Inspection libraries must be distributed ­efficiently across the enterprise to make sure that every field inspector has access to the latest and most current inspection ­instructions. However, not every PC is connected to the network all of the time. Therefore the concept must work in offline scenarios as well. DolphiTech TeamCenter libraries are stored as a single file that can be distributed over mail, or through a web or an intranet portal, available to the user and stored locally on a PC when it is connected.

The DolphiTech TeamCenter application is developed for hand-held Windows tablets with a touch-screen interface. Large buttons and extended use of symbols make it easy to use in a rough environment, as would be expected in aircraft maintenance or in automotive body shops. One key feature in the development has been to make it easy to find the correct inspection procedure, even in a multilingual environment. A five-level navigation tree is made available to tailor the software to most needs, where a typical tree structure could be Brand > Model > Year model > Part > Critical part area or similar.

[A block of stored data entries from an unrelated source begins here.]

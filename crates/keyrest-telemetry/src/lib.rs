//! Observability for keyrest services.
//!
//! - **Logging**: structured `tracing` output, JSON in production and
//!   human-readable during development
//! - **Metrics**: Prometheus-format metrics via the `metrics` crate
//!
//! # Standard Metrics
//!
//! | Metric | Type | Labels | Description |
//! |--------|------|--------|-------------|
//! | `keyrest_requests_total` | Counter | `operation`, `status` | Total request count |
//! | `keyrest_request_duration_seconds` | Histogram | `operation` | Request latency |
//! | `keyrest_decode_failures_total` | Counter | `kind` | Requests rejected before dispatch |
//! | `keyrest_in_flight_requests` | Gauge | - | Currently processing requests |
//!
//! # Example
//!
//! ```rust,ignore
//! use keyrest_telemetry::{init_telemetry, LogConfig, MetricsConfig};
//!
//! init_telemetry(&LogConfig::default(), &MetricsConfig::default())?;
//! tracing::info!("telemetry ready");
//! ```

#![warn(missing_docs)]
#![forbid(unsafe_code)]

pub mod error;
pub mod logging;
pub mod metrics;

pub use error::TelemetryError;
pub use logging::{init_logging, LogConfig, LogFormat};
pub use crate::metrics::{init_metrics, render_metrics, InFlight, MetricsConfig};

/// Result type for telemetry operations.
pub type TelemetryResult<T> = Result<T, TelemetryError>;

/// Sets up logging first so metrics setup is itself logged.
///
/// # Errors
///
/// Whatever [`init_logging`] or [`init_metrics`] reports.
pub fn init_telemetry(log: &LogConfig, metrics: &MetricsConfig) -> TelemetryResult<()> {
    init_logging(log)?;
    init_metrics(metrics)?;
    Ok(())
}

After opening the appropriate library file, the field inspector navigates to the correct inspection procedure by clicking on large and visual buttons in the touch-screen user interface. After entering key data on the object to be inspected (worker id, object id, owner, reason for NDT etc.), the DolphiCam is automatically programmed with the correct settings for the part geometry and material. The field inspector reads the inspection procedure and loops through sample images before holding the camera to the material and performing the actual inspection. By using the traffic-light colour palette, the non-expert user can be visually warned if the transducer is not in contact with the material (white colour C-scan), if the part is good (blue colour means full back wall reflection), or if the part is flawed (indicated by a red colour C-scan).

Pictures

The inspection can be further enhanced with actual pictures from the damaged object, text descriptions of the damage or by adding more inspections to the report. When the field inspector has finished, a PDF report is automatically created, to be shared with an expert, an insurance company or other interested parties.

Keeping aircraft in the air and cars with composite material structures on the road is critical. Traditional NDT equipment has not succeeded in encapsulating and hiding its underlying complexity for its users, and therefore needs highly educated personnel to be operated correctly and to interpret the results. DolphiTech TeamCenter opens up a concept that has been discussed in the business over a number of years, but has not been implemented in practical ­solutions - Remote NDT (RNDT).

An NDT inspection on an object can now be performed when a non-expert is holding the camera and a remotely located expert can sign off the NDT inspection. Paired with tools for virtual presence (video conferencing) or even virtual enhanced reality (video overlay), experts can monitor and even influence inspections taking place on the other side of the world.

Conclusions

The use of new materials raises new challenges for material inspections. Visual inspection methods cannot be relied upon as the sole method to find defects in composite materials. Furthermore, traditional NDT scales badly, due to the need for highly trained personnel, and high equipment costs. A high-resolution ultrasound camera system such as DolphiCam paired with an easy-to-use application like TeamCenter can bring NDT out to the places where ­structural damages needs to be assessed immediately, saving both time and money.

References

1. ‘Reliability of Damage Detection in Advanced Composite Aircraft Structures’ (www.caa.co.uk/docs/33/Paper201303.pdf), from the Safety regulation Group of the UK CAA.

A Norwegian company founded in 2009, DolphiTech AS provides advanced ultrasound-based cameras for 2D and 3D identification, inspection and analysis of defects in composite materials. The company uses advanced ­technology developed by a team of experts in ultrasound, analogue and digital electronics.